De-Escalation Plan

Personalized De-Escalation Plan

AI-generated strategies based on your child's profile and behavior patterns. Print and share with caregivers, teachers, and therapists.

This is a sample plan. Start your free trial to generate a plan personalized to your child's specific profile, triggers, and patterns.

Prevention

  • Use visual schedule for daily routine. Review together each morning.
  • Give 5-minute, 2-minute, and 1-minute warnings before transitions.
  • Maintain consistent meal and snack times. Pack portable snacks.
  • Limit sensory input after school: dim lights, reduce noise, offer headphones.
  • Watch for early warning signs: increased stimming, covering ears, withdrawal.

Early Escalation

  • Validate feelings: 'I can see this is hard. I am here.'
  • Offer choices instead of demands: 'Do you want to walk or be carried?'
  • Reduce language. Use short, calm sentences.
  • Offer sensory tool: weighted lap pad, noise-canceling headphones, or fidget.
  • Move to lower-stimulation environment if possible.

Active Meltdown

  • Stay calm. Your regulation helps their regulation.
  • Do not talk, reason, or redirect during peak. Wait for the wave to pass.
  • Ensure physical safety. Clear the area of objects that could cause harm.
  • Stay nearby but give space if they need it.
  • Time the meltdown. Most peak at 8-12 minutes and naturally de-escalate.

Recovery

  • Offer water and a snack once calm.
  • Do not lecture or debrief immediately. Wait at least 30 minutes.
  • Offer comfort: 'You are safe.
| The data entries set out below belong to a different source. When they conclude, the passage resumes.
// Scope client: paginated range queries, subscriptions and clock offset
use super::clock::Clock;
use super::source_transport::SourceTransport;
use super::subscription::{self, Subscription, SubscriptionEvent};
use crate::domain::error::TrendError;
use crate::domain::point::{Sample, Timestamp};
use crate::domain::sample::{ChannelAddress, ChannelKey, ChannelMap, QueryPage, SampleBatch};
use crate::infrastructure::config::SourceSettings;
use futures::future::join_all;
use indexmap::IndexMap;
use std::collections::{HashMap, HashSet};
use std::sync::Arc;
use std::time::Duration;
use tokio::sync::{mpsc, OnceCell};

/// Channel keys served by one recorder, with the source channel name each
/// key is bound to. Several keys may share a channel name.
#[derive(Debug, Clone, Default, PartialEq)]
pub struct RecorderGroup {
    pub recorder: String,
    pub bindings: Vec<(ChannelKey, String)>,
}

impl RecorderGroup {
    /// Unique channel names in binding order, as sent to the server.
    pub fn channel_names(&self) -> Vec<String> {
        let mut seen = HashSet::new();
        self.bindings
            .iter()
            .filter(|(_, name)| seen.insert(name.as_str()))
            .map(|(_, name)| name.clone())
            .collect()
    }

    fn keys_for<'a>(&'a self, name: &'a str) -> impl Iterator<Item = &'a ChannelKey> + 'a {
        self.bindings
            .iter()
            .filter(move |(_, n)| n == name)
            .map(|(key, _)| key)
    }

    pub fn keys(&self) -> impl Iterator<Item = &ChannelKey> {
        self.bindings.iter().map(|(key, _)| key)
    }
}

/// Last delivered timestamp per channel key. Each request starts at the
/// previous request's newest sample, so the first sample of every later
/// page is a repeat and gets dropped here.
#[derive(Debug, Clone, Default)]
pub struct DeliveryCursor {
    last: HashMap<ChannelKey, Timestamp>,
}

impl DeliveryCursor {
    /// Cursor that treats everything up to the given timestamps as delivered.
    pub fn seeded(seeds: impl IntoIterator<Item = (ChannelKey, Timestamp)>) -> Self {
        Self {
            last: seeds.into_iter().collect(),
        }
    }

    pub fn last_delivered(&self, key: &str) -> Option<Timestamp> {
        self.last.get(key).copied()
    }

    /// Moves the new samples of `page` into `batch`.
    pub fn absorb(&mut self, group: &RecorderGroup, page: QueryPage, batch: &mut SampleBatch) {
        for (name, samples) in page.channels {
            for key in group.keys_for(&name) {
                let mut last = self.last.get(key).copied();
                let fresh: Vec<Sample> = samples
                    .iter()
                    .filter(|sample| {
                        let is_new = last.is_none_or(|t| sample.t > t);
                        if is_new {
                            last = Some(sample.t);
                        }
                        is_new
                    })
                    .copied()
                    .collect();

                if let Some(t) = last {
                    self.last.insert(key.clone(), t);
                }
                batch.channels.entry(key.clone()).or_default().extend(fresh);
            }
        }
    }
}

/// Result of a range query over all recorder groups. Failing groups do not
/// block the others; their keys are listed in `failed`.
#[derive(Debug, Clone, Default, PartialEq)]
pub struct QueryOutcome {
    pub batch: SampleBatch,
    pub failed: HashSet<ChannelKey>,
    pub error: Option<TrendError>,
}

pub struct ScopeSource {
    transport: Arc<dyn SourceTransport>,
    clock: Arc<dyn Clock>,
    default_recorder: String,
    page_limit: u32,
    max_pages: Option<u32>,
    poll_interval: Duration,
    server_offset: OnceCell<i64>,
}

impl ScopeSource {
    pub fn new(
        transport: Arc<dyn SourceTransport>,
        clock: Arc<dyn Clock>,
        settings: &SourceSettings,
    ) -> Self {
        Self {
            transport,
            clock,
            default_recorder: settings.default_recorder.clone(),
            page_limit: settings.page_limit,
            max_pages: settings.max_pages,
            poll_interval: settings.poll_interval(),
            server_offset: OnceCell::new(),
        }
    }

    pub fn clock(&self) -> &Arc<dyn Clock> {
        &self.clock
    }

    /// Splits a channel map by recorder. Bare channel names belong to the
    /// default recorder.
    pub fn group_channels(&self, channels: &ChannelMap) -> Vec<RecorderGroup> {
        let mut groups: IndexMap<String, RecorderGroup> = IndexMap::new();
        for (key, address) in channels {
            let address = ChannelAddress::parse(address);
            let recorder = address
                .recorder
                .unwrap_or_else(|| self.default_recorder.clone());
            groups
                .entry(recorder.clone())
                .or_insert_with(|| RecorderGroup {
                    recorder,
                    bindings: Vec::new(),
                })
                .bindings
                .push((key.clone(), address.channel));
        }
        groups.into_values().collect()
    }

    /// Range query over `[from, until]`, following the `remaining` signal
    /// page by page. Groups are queried in parallel.
    pub async fn query(&self, channels: &ChannelMap, from: Timestamp, until: Timestamp) -> QueryOutcome {
        let groups = self.group_channels(channels);
        let results = join_all(groups.iter().map(|group| self.query_group(group, from, until))).await;

        let mut outcome = QueryOutcome::default();
        let mut errors = Vec::new();
        for (group, (batch, error)) in groups.iter().zip(results) {
            outcome.batch.extend(batch);
            if let Some(error) = error {
                if error != TrendError::QueryLimitExceeded {
                    outcome.failed.extend(group.keys().cloned());
                }
                errors.push(error);
            }
        }
        outcome.error = TrendError::aggregate(errors);
        outcome
    }

    async fn query_group(
        &self,
        group: &RecorderGroup,
        from: Timestamp,
        until: Timestamp,
    ) -> (SampleBatch, Option<TrendError>) {
        let names = group.channel_names();
        let mut batch = SampleBatch::default();
        let mut cursor = DeliveryCursor::default();
        let mut timestart = from;
        let mut loaded = 0u64;
        let mut pages = 0u32;

        loop {
            let page = match self
                .transport
                .query(&group.recorder, &names, timestart, Some(until), Some(self.page_limit))
                .await
            {
                Ok(page) => page,
                Err(e) => {
                    tracing::error!(recorder = %group.recorder, error = %e, "range query failed");
                    return (SampleBatch::default(), Some(e));
                }
            };
            pages += 1;
            loaded += page.sample_count() as u64;
            let remaining = page.remaining;
            let latest = page.latest_timestamp();
            cursor.absorb(group, page, &mut batch);

            if remaining == 0 {
                break;
            }

            tracing::debug!(
                recorder = %group.recorder,
                loaded,
                total = loaded + remaining,
                "query progress"
            );

            match latest {
                Some(t) if t > timestart => timestart = t,
                _ => {
                    tracing::warn!(
                        recorder = %group.recorder,
                        remaining,
                        "query page did not advance, stopping pagination"
                    );
                    break;
                }
            }

            if self.max_pages.is_some_and(|max| pages >= max) {
                tracing::warn!(recorder = %group.recorder, pages, remaining, "query page limit reached");
                return (batch, Some(TrendError::QueryLimitExceeded));
            }
        }

        tracing::debug!(recorder = %group.recorder, pages, samples = batch.sample_count(), "query complete");
        (batch, None)
    }

    /// Polls every recorder group from `from` on. Channels present in
    /// `cursor` continue after their last delivered sample.
    pub fn subscribe(
        &self,
        channels: &ChannelMap,
        from: Timestamp,
        cursor: DeliveryCursor,
    ) -> (Subscription, mpsc::Receiver<SubscriptionEvent>) {
        let groups = self.group_channels(channels);
        subscription::spawn(
            self.transport.clone(),
            groups,
            from,
            cursor,
            self.poll_interval,
            self.page_limit,
        )
    }

    /// Offset between the source clock and the local clock, fetched once.
    pub async fn server_time_offset(&self) -> i64 {
        *self
            .server_offset
            .get_or_init(|| async {
                match self.transport.get_time().await {
                    Ok(timestamp) => {
                        let offset = timestamp - self.clock.now_ms();
                        tracing::debug!(offset, "source clock offset");
                        offset
                    }
                    Err(e) => {
                        tracing::warn!(error = %e, "could not read source time, assuming no offset");
                        0
                    }
                }
            })
            .await
    }

    /// Offset if already known, zero otherwise.
    pub fn cached_server_time_offset(&self) -> i64 {
        self.server_offset.get().copied().unwrap_or(0)
    }

    /// Current time on the source clock.
    pub fn source_now(&self) -> Timestamp {
        self.clock.now_ms() + self.cached_server_time_offset()
    }
}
That was really hard.'
  • When ready, briefly name what happened: 'Your body got really upset when the plan changed.'
  • Log the incident in MeltdownMap within 1 hour while details are fresh.
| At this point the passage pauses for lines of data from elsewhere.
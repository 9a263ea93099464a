// Visible time range on the x axis
use super::point::Timestamp;

#[derive(Debug, Clone, Copy, PartialEq, Eq, Default)]
pub struct ViewportWindow {
    pub from: Timestamp,
    pub until: Timestamp,
}

impl ViewportWindow {
    pub fn new(from: Timestamp, until: Timestamp) -> Self {
        Self { from, until }
    }

    /// Sliding live window ending at `now`.
    pub fn sliding(now: Timestamp, time_span_ms: i64) -> Self {
        Self {
            from: now - time_span_ms,
            until: now,
        }
    }

    pub fn span(&self) -> i64 {
        self.until - self.from
    }
}

/// Manual zoom state. While a zoom is active autoscale and pruning are
/// suspended; in live mode the zoomed span is applied as an offset to the
/// left edge of the sliding window.
#[derive(Debug, Clone, Copy, PartialEq, Eq, Default)]
pub struct ZoomState {
    pub active: bool,
    pub min_offset: i64,
    pub max_offset: i64,
    pub(crate) pending: Option<ViewportWindow>,
    pub(crate) reset_requested: bool,
}

impl ZoomState {
    pub fn select(&mut self, window: ViewportWindow) {
        self.active = true;
        self.pending = Some(window);
    }

    pub fn reset(&mut self) {
        self.active = false;
        self.reset_requested = true;
    }

    /// Applies a pending selection or reset to the live window ending at
    /// `until` and returns the window to display.
    pub fn apply(&mut self, window: ViewportWindow) -> ViewportWindow {
        if self.reset_requested {
            self.reset_requested = false;
            self.pending = None;
            self.min_offset = 0;
            self.max_offset = 0;
        } else if let Some(selection) = self.pending.take() {
            if selection.span() > 0 {
                self.max_offset = 0;
                self.min_offset = window.span() - selection.span();
            }
        }
        ViewportWindow::new(window.from + self.min_offset, window.until + self.max_offset)
    }
}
Recommended Sensory Toolkit

Noise-canceling headphones

Reduce auditory input in loud environments

Weighted lap pad

Provide proprioceptive input during seated activities

Chew necklace

Oral sensory input during high-anxiety moments

Fidget tools

Maintain regulation during waiting or transitions

Sunglasses

Reduce visual input in bright or fluorescent-lit spaces

Timer or visual countdown

Make transitions predictable and concrete

Communication Scripts

Refusing to leave a preferred activity

I know you love playing with this. We are going to stop in 2 minutes. You can choose: put it away yourself or I can help you. After dinner, you can play again.

Sensory overload in a public place

I can see this is too much right now. Let's find a quieter spot. You can wear your headphones. We do not have to stay.

Demand refusal / PDA response

I wonder if we could find a way to do this together. What if you picked which part to do first? There is no rush.

After-school dysregulation

You worked really hard today. Right now, your only job is to rest. Snack is on the table. We can talk later if you want.